Top-down stop, bottom-up start — same as any service-with-dependency.
15. Test infrastructure¶
Four test layers, mirroring hop3-server's existing convention:
a_unit (no privileges, no nft)¶
packages/hop3-rootd/tests/a_unit/ — pure Python, runs anywhere.
- Protocol (
test_protocol.py): JSON framing roundtrips, handshake variants, error envelope shapes, request_id echoing. - Validation (
test_validation.py): each field — port bounds, port_range cap, protocol literal, source CIDR parse + IPv6 rejection, app_name regex, description length. - Dispatcher (
test_dispatcher.py): given a parsed request, the right op handler is invoked; unknown op returnsunknown_op; well-formed but invalid args returnvalidation_failed. - Audit log writer (
test_audit.py): JSON-line format, atomic write, SIGUSR1 file reopen.
a_unit op-mock¶
Same directory, specific to firewall.* and nginx.*. The subprocess wrapper from exec.py is mocked so calls to nft / nginx are captured and asserted against without invoking the real tools.
b_integration (root + real nftables)¶
packages/hop3-rootd/tests/b_integration/. Skipped unless running as root with nft available. Operates only on the inet hop3 table — never touches anything else. Creates, exercises, tears down per-test.
Skipped in unprivileged CI; runs in the Docker test target (which is already root inside the container).
c_system (full stack via deployment_target)¶
packages/hop3-server/tests/c_system/test_firewall.py — extends the existing deployment_target fixture.

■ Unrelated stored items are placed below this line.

use std::fmt::{Debug, Formatter};
use std::ops::{BitOr, BitOrAssign};

/// The access flags of a class, field, method, parameter or inner class.
///
/// Some bits have a different meaning depending on what they're used on, for example `0x0020` is
/// [`AccessFlags::SUPER`] on a class, but [`AccessFlags::SYNCHRONIZED`] on a method.
///
/// Besides the bits that end up in the class file, this also carries the bits ASM uses to
/// signal a record ([`AccessFlags::RECORD`]) and the presence of a `Deprecated` attribute ([`AccessFlags::DEPRECATED`]).
#[derive(Copy, Clone, Default, PartialEq, Eq, Hash)]
pub struct AccessFlags(pub u32);

impl AccessFlags {
	pub const PUBLIC: AccessFlags = AccessFlags(0x0001);
	pub const PRIVATE: AccessFlags = AccessFlags(0x0002);
	pub const PROTECTED: AccessFlags = AccessFlags(0x0004);
	pub const STATIC: AccessFlags = AccessFlags(0x0008);
	pub const FINAL: AccessFlags = AccessFlags(0x0010);
	pub const SUPER: AccessFlags = AccessFlags(0x0020);
	pub const SYNCHRONIZED: AccessFlags = AccessFlags(0x0020);
	pub const OPEN: AccessFlags = AccessFlags(0x0020);
	pub const TRANSITIVE: AccessFlags = AccessFlags(0x0020);
	pub const VOLATILE: AccessFlags = AccessFlags(0x0040);
	pub const BRIDGE: AccessFlags = AccessFlags(0x0040);
	pub const VARARGS: AccessFlags = AccessFlags(0x0080);
	pub const TRANSIENT: AccessFlags = AccessFlags(0x0080);
	pub const NATIVE: AccessFlags = AccessFlags(0x0100);
	pub const INTERFACE: AccessFlags = AccessFlags(0x0200);
	pub const ABSTRACT: AccessFlags = AccessFlags(0x0400);
	pub const STRICT: AccessFlags = AccessFlags(0x0800);
	pub const SYNTHETIC: AccessFlags = AccessFlags(0x1000);
	pub const ANNOTATION: AccessFlags = AccessFlags(0x2000);
	pub const ENUM: AccessFlags = AccessFlags(0x4000);
	pub const MANDATED: AccessFlags = AccessFlags(0x8000);
	pub const MODULE: AccessFlags = AccessFlags(0x8000);
	pub const RECORD: AccessFlags = AccessFlags(0x1_0000);
	pub const DEPRECATED: AccessFlags = AccessFlags(0x2_0000);

	pub const fn empty() -> AccessFlags {
		AccessFlags(0)
	}

	/// Returns `true` iff all bits of `other` are set in `self`.
	pub const fn contains(self, other: AccessFlags) -> bool {
		self.0 & other.0 == other.0
	}

	pub const fn is_empty(self) -> bool {
		self.0 == 0
	}

	/// Looks up the bits for a modifier keyword as printed by `Textifier`, ignoring case.
	///
	/// Keywords that only select the kind of declaration, like `interface` or `enum`, are not modifiers and
	/// return [`None`].
	pub fn from_keyword(keyword: &str) -> Option<AccessFlags> {
		Some(match keyword.to_ascii_lowercase().as_str() {
			"public" => Self::PUBLIC,
			"private" => Self::PRIVATE,
			"protected" => Self::PROTECTED,
			"static" => Self::STATIC,
			"final" => Self::FINAL,
			"super" => Self::SUPER,
			"synchronized" => Self::SYNCHRONIZED,
			"open" => Self::OPEN,
			"transitive" => Self::TRANSITIVE,
			"volatile" => Self::VOLATILE,
			"bridge" => Self::BRIDGE,
			"varargs" => Self::VARARGS,
			"transient" => Self::TRANSIENT,
			"native" => Self::NATIVE,
			"abstract" => Self::ABSTRACT,
			"strictfp" => Self::STRICT,
			"synthetic" => Self::SYNTHETIC,
			"annotation" => Self::ANNOTATION,
			"mandated" => Self::MANDATED,
			"module" => Self::MODULE,
			"record" => Self::RECORD,
			"deprecated" => Self::DEPRECATED,
			_ => return None,
		})
	}
}

impl BitOr for AccessFlags {
	type Output = AccessFlags;

	fn bitor(self, rhs: AccessFlags) -> AccessFlags {
		AccessFlags(self.0 | rhs.0)
	}
}

impl BitOrAssign for AccessFlags {
	fn bitor_assign(&mut self, rhs: AccessFlags) {
		self.0 |= rhs.0;
	}
}

impl From<u32> for AccessFlags {
	fn from(value: u32) -> Self {
		AccessFlags(value)
	}
}

impl Debug for AccessFlags {
	fn fmt(&self, f: &mut Formatter<'_>) -> std::fmt::Result {
		// bits shared by multiple meanings are printed once, with their first meaning
		const NAMES: [(u32, &str); 18] = [
			(0x0001, "public"),
			(0x0002, "private"),
			(0x0004, "protected"),
			(0x0008, "static"),
			(0x0010, "final"),
			(0x0020, "super/synchronized"),
			(0x0040, "volatile/bridge"),
			(0x0080, "transient/varargs"),
			(0x0100, "native"),
			(0x0200, "interface"),
			(0x0400, "abstract"),
			(0x0800, "strict"),
			(0x1000, "synthetic"),
			(0x2000, "annotation"),
			(0x4000, "enum"),
			(0x8000, "module/mandated"),
			(0x1_0000, "record"),
			(0x2_0000, "deprecated"),
		];

		write!(f, "AccessFlags {{ ")?;
		for (bit, name) in NAMES {
			if self.0 & bit != 0 {
				write!(f, "{name} ")?;
			}
		}
		let unknown = NAMES.iter().fold(self.0, |acc, (bit, _)| acc & !bit);
		if unknown != 0 {
			write!(f, "{unknown:#x} ")?;
		}
		write!(f, "}}")
	}
}

#[cfg(test)]
mod testing {
	use pretty_assertions::assert_eq;
	use crate::tree::access::AccessFlags;

	#[test]
	fn keywords() {
		assert_eq!(AccessFlags::from_keyword("public"), Some(AccessFlags::PUBLIC));
		assert_eq!(AccessFlags::from_keyword("STATIC"), Some(AccessFlags::STATIC));
		assert_eq!(AccessFlags::from_keyword("strictfp"), Some(AccessFlags::STRICT));
		assert_eq!(AccessFlags::from_keyword("enum"), None);
		assert_eq!(AccessFlags::from_keyword("class"), None);
		assert_eq!(AccessFlags::from_keyword("I"), None);
	}

	#[test]
	fn debug() {
		let flags = AccessFlags::PUBLIC | AccessFlags::STATIC | AccessFlags(0x4_0000);
		assert_eq!(format!("{flags:?}"), "AccessFlags { public static 0x40000 }");
		assert!(flags.contains(AccessFlags::STATIC));
		assert!(!flags.contains(AccessFlags::FINAL));
	}
}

Container is built with hop3-rootd installed; both services start; tests deploy an app with [[ports]] declarations via the RPC interface; assertions cover kernel state and audit log.
The deployment_target fixture is updated to:
- Install
nftablesandiproute2in the container build. - Start
hop3-rootd.servicebeforehop3-server.service. - Provide a
hop3_rootd_state(target)helper returning parsedstate.jsonandnft list table inet hop3for assertions.
Skipping discipline¶
@pytest.fixture
def root_with_nftables():
if os.geteuid() != 0:
pytest.skip("requires root")
if shutil.which("nft") is None:
pytest.skip("requires nftables")
yield
Skipped tests are visible in pytest -v output. No silent passes.
Test isolation¶
b_integration tests are serial within a worker (each creates and tears down its own table; pytest-xdist parallelism would conflict). c_system tests inherit deployment_target's per-test isolation — already correct.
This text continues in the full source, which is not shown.